Bananas, Brewing, and Fermentable Sugars

So I have spent a few weeks going down the banana-wine rabbit hole.

So, the things that I know

  1. Older (brown) bananas have more sugar
  2. Not all sugar is fermentable
  3. Banana skins can help break down more starches into sugars
  4. Boiling the skins break's the banana skins' ability to break down starches

For anyone who knows the science of this stuff, I have a few questions, if I want to make a decent banana/chocolate wine:

  1. How brown is too brown?
  2. Does freezing have the same effect as boiling (no extra sugars)?
  3. How can I get an accurate OG if I am not boiling the bananas to extract sugars?
  4. Will all of the banana sugars be fermentable in a brown banana?
  5. How do you all sanitize the fruits you use to make wine if you don't boil them?

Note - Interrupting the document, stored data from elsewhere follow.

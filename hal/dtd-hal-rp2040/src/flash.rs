//! Flash storage driver for RP2040
//!
//! Uses sequential-storage for wear-leveled key-value storage
//! in the last 64KB of flash.
//!
//! Implements the `FlashStorage` trait from `dtd-hal`.

use embassy_rp::dma::Channel;
use embassy_rp::flash::{Async, Flash};
use embassy_rp::peripherals::FLASH;
use embassy_rp::Peri;
use embedded_storage_async::nor_flash::NorFlash;
use sequential_storage::cache::NoCache;
use sequential_storage::map;

pub use dtd_hal::flash::{FlashError, StorageKey};

/// Flash storage configuration
pub const FLASH_SIZE: usize = 2 * 1024 * 1024; // 2MB on the Pico
pub const STORAGE_PARTITION_SIZE: usize = 64 * 1024;
pub const STORAGE_PARTITION_START: usize = FLASH_SIZE - STORAGE_PARTITION_SIZE;

/// Flash range for the storage partition
pub const STORAGE_RANGE: core::ops::Range<u32> =
    (STORAGE_PARTITION_START as u32)..(FLASH_SIZE as u32);

/// Largest stored value (the TOML configuration)
const ITEM_BUFFER_SIZE: usize = 2048;

/// RP2040 flash storage
///
/// Holds the terminal configuration blobs and the detector identifier.
/// sequential-storage appends new values, so a write interrupted by a
/// reset leaves the previous value readable.
pub struct Rp2040FlashStorage<'d> {
    flash: Flash<'d, FLASH, Async, FLASH_SIZE>,
}

impl<'d> Rp2040FlashStorage<'d> {
    pub fn new(flash: Peri<'d, FLASH>, dma: Peri<'d, impl Channel>) -> Self {
        Self {
            flash: Flash::new(flash, dma),
        }
    }
}

fn map_error<E>(e: sequential_storage::Error<E>) -> FlashError {
    match e {
        sequential_storage::Error::FullStorage => FlashError::Full,
        sequential_storage::Error::Corrupted { .. } => FlashError::Corrupted,
        sequential_storage::Error::BufferTooSmall(_) => FlashError::BufferTooSmall,
        sequential_storage::Error::Storage { .. } => FlashError::Flash,
        _ => FlashError::Storage,
    }
}

impl dtd_hal::FlashStorage for Rp2040FlashStorage<'_> {
    async fn read(&mut self, key: StorageKey, buffer: &mut [u8]) -> Result<usize, FlashError> {
        let mut data_buffer = [0u8; ITEM_BUFFER_SIZE];

        let data = map::fetch_item::<StorageKey, &[u8], _>(
            &mut self.flash,
            STORAGE_RANGE,
            &mut NoCache::new(),
            &mut data_buffer,
            &key,
        )
        .await
        .map_err(map_error)?
        .ok_or(FlashError::NotFound)?;

        let len = data.len();
        if buffer.len() < len {
            return Err(FlashError::BufferTooSmall);
        }
        buffer[..len].copy_from_slice(data);
        Ok(len)
    }

    async fn write(&mut self, key: StorageKey, data: &[u8]) -> Result<(), FlashError> {
        let mut data_buffer = [0u8; ITEM_BUFFER_SIZE];

        map::store_item(
            &mut self.flash,
            STORAGE_RANGE,
            &mut NoCache::new(),
            &mut data_buffer,
            &key,
            &data,
        )
        .await
        .map_err(map_error)
    }

    async fn exists(&mut self, key: StorageKey) -> bool {
        let mut data_buffer = [0u8; ITEM_BUFFER_SIZE];

        matches!(
            map::fetch_item::<StorageKey, &[u8], _>(
                &mut self.flash,
                STORAGE_RANGE,
                &mut NoCache::new(),
                &mut data_buffer,
                &key,
            )
            .await,
            Ok(Some(_))
        )
    }

    async fn erase_all(&mut self) -> Result<(), FlashError> {
        self.flash
            .erase(STORAGE_RANGE.start, STORAGE_RANGE.end)
            .await
            .map_err(|_| FlashError::Flash)
    }
}
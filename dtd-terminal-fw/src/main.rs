//! DTD - Test terminal (TA) firmware
//!
//! Polls the configured detectors over the 433 MHz serial radio (or a
//! simulated link), logs their state and supervises its own main loop
//! with an interrupt-priority watchdog.

#![no_std]
#![no_main]

use defmt::*;
use embassy_executor::{InterruptExecutor, Spawner};
use embassy_rp::bind_interrupts;
use embassy_rp::gpio::{Level, Output};
use embassy_rp::interrupt;
use embassy_rp::interrupt::{InterruptExt, Priority};
use embassy_rp::peripherals::UART0;
use embassy_rp::uart::{BufferedInterruptHandler, BufferedUart};
use embassy_time::Timer;
use static_cell::StaticCell;
use {defmt_rtt as _, panic_probe as _};

use dtd_core::config::{has_critical, parse_terminal_config, validate, TerminalConfig};
use dtd_core::link::{RadioLink, RandomSimulation, SerialTransport};
use dtd_core::terminal::TerminalApp;
use dtd_hal::UartConfig;
use dtd_hal_rp2040::flash::Rp2040FlashStorage;
use dtd_hal_rp2040::gpio::{RadioModePin, Rp2040Output};
use dtd_hal_rp2040::reset::BlinkReset;
use dtd_hal_rp2040::time::{now_ms, EmbassyClock};
use dtd_hal_rp2040::uart::{to_embassy_config, RadioUart};

use crate::channels::WATCHDOG;
use crate::config::{log_config_summary, ConfigPersistence};
use crate::render::LogRenderer;

mod channels;
mod config;
mod render;
mod tasks;

/// Embedded default configuration (compiled into firmware)
/// Edit terminal.toml and rebuild to customize
const EMBEDDED_CONFIG: &str = include_str!("../terminal.toml");

bind_interrupts!(struct Irqs {
    UART0_IRQ => BufferedInterruptHandler<UART0>;
});

// UART buffers (must live forever)
static TX_BUF: StaticCell<[u8; 128]> = StaticCell::new();
static RX_BUF: StaticCell<[u8; 256]> = StaticCell::new();

/// Executor for the watchdog checker; preempts the main loop
static WATCHDOG_EXECUTOR: InterruptExecutor = InterruptExecutor::new();

#[interrupt]
unsafe fn SWI_IRQ_1() {
    WATCHDOG_EXECUTOR.on_interrupt()
}

#[embassy_executor::main]
async fn main(spawner: Spawner) {
    info!("DTD terminal starting...");

    let p = embassy_rp::init(Default::default());
    info!("Peripherals initialized");

    let config = load_config(Rp2040FlashStorage::new(p.FLASH, p.DMA_CH0)).await;

    if let Err(issues) = validate(&config) {
        for issue in issues.iter() {
            if issue.is_critical() {
                error!("Config: {}", issue);
            } else {
                warn!("Config: {}", issue);
            }
        }
        if has_critical(&issues) {
            error!("Critical configuration issues, terminal halted");
            loop {
                Timer::after_secs(60).await;
            }
        }
    }

    info!("Simulation mode: {}", config.simulate);
    info!("Debug mode: {}", config.debug);

    // GT38 SET high: transparent run mode
    let mut radio_mode = RadioModePin::new(Output::new(p.PIN_4, Level::High));
    radio_mode.set_run_mode();

    let tx_buf = TX_BUF.init([0u8; 128]);
    let rx_buf = RX_BUF.init([0u8; 256]);
    let uart = BufferedUart::new(
        p.UART0,
        p.PIN_0,
        p.PIN_1,
        Irqs,
        tx_buf,
        rx_buf,
        to_embassy_config(&UartConfig::default()),
    );
    let transport = SerialTransport::new(RadioUart::new(uart));
    info!("Radio UART initialized");

    let link = RadioLink::new(
        Some(transport),
        EmbassyClock,
        RandomSimulation::new(config.rng_seed),
        &config,
    );
    let mut app = TerminalApp::new(link, LogRenderer::new(), &WATCHDOG, &config);
    app.link_mut().probe_hardware();

    // Watchdog first, so a stall anywhere below is caught
    if config.watchdog.enabled {
        WATCHDOG.feed(now_ms());
        interrupt::SWI_IRQ_1.set_priority(Priority::P2);
        let high = WATCHDOG_EXECUTOR.start(interrupt::SWI_IRQ_1);
        let led = Rp2040Output::new(Output::new(p.PIN_25, Level::Low));
        unwrap!(high.spawn(tasks::watchdog_task(
            config.watchdog.timeout_ms,
            BlinkReset::new(led)
        )));
    } else {
        warn!("Watchdog disabled");
    }

    unwrap!(spawner.spawn(tasks::app_task(app)));

    if config.stats.enabled {
        unwrap!(spawner.spawn(tasks::stats_task(config.stats.interval_ms)));
    }

    if config.simulate {
        unwrap!(spawner.spawn(tasks::demo_task(config.device_ids.clone())));
    }

    info!("All tasks spawned, terminal running");

    // Keeps the radio SET line driven
    loop {
        Timer::after_secs(60).await;
        trace!("Main heartbeat, radio run mode: {}", radio_mode.is_run_mode());
    }
}

/// Load configuration: flash, then embedded TOML, then built-in defaults
async fn load_config(storage: Rp2040FlashStorage<'static>) -> TerminalConfig {
    let mut persistence = ConfigPersistence::new(storage);

    match persistence.load().await {
        Ok(config) => {
            info!("Loaded configuration from flash");
            return config;
        }
        Err(e) => {
            info!("No valid configuration in flash ({}), using embedded", e);
        }
    }

    match parse_terminal_config(EMBEDDED_CONFIG) {
        Ok(config) => {
            info!("Parsed embedded configuration successfully");
            log_config_summary(&config);
            config
        }
        Err(e) => {
            // Only reachable if terminal.toml and the build check disagree
            error!("Failed to parse embedded config: {}", e);
            error!("Using built-in defaults");
            TerminalConfig::default()
        }
    }
}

Thanks in advance all! I know this question has a lot of sub-questions, but I feel like they all are pretty closely knit together.

Topic banana original-gravity wine homebrew

Category Mac


The browning is actually enzymatic browning because of the breakdown of the banana cells. There is no such thing as too brown, but out of experience I know that brown and soft bananas could get mouldy.

The mechanism which turns the banana starches into sugars is actually the same as that in brewing beer. Amylases (amylase enzymes), in this case alpha-amylase and a bit of beta-amylase, turn the starches into different kinds of sugars. Alpha-amylases turn starches into unfermentable and fermentable sugars, with more unfermentable. The beta-amylase turns unfermentable and complex fermentable sugars into simple fermentable sugars. Boiling denatures (deactivates) these enzymes.

Freezing will not denature the enzymes. Experience from keeping bananas in the fridge has shown me that they get brown even faster. But that could be because the ethylene the bananas create, through which they ripen, gets trapped in the fridge.

You do not boil the bananas to extract sugars, although you could get the same results as with brewing. At a temperature of 70°-72° C, the alpha-amylases are very active and will turn the starches faster into sugars. However, the enzymes will have lower (or no) mobility in a banana than in a mash. This means that they will reach less starches to convert.

Since the sugars in the banana are formed by alpha-amylase activity, you will have much unfermentable sugars. However, alpha-amylases also turn complex, unfermentable sugars into simple fermentable sugars, but at a much lower rate than beta-amylases (which are much less present in a banana).

If you want to control the ripening of your bananas by measuring OG, I suggest that you take a sample of 10g banana and add 90g water, mix well and then measure the gravity (with a hydrometer or a refractometer). This will only show the total amount of sugars, it will say nothing about the ratio of fermentable sugards versus unfermentable sugars.

Sanitation of fruits for making wine is done with sodium- or potassium-metabisulfite.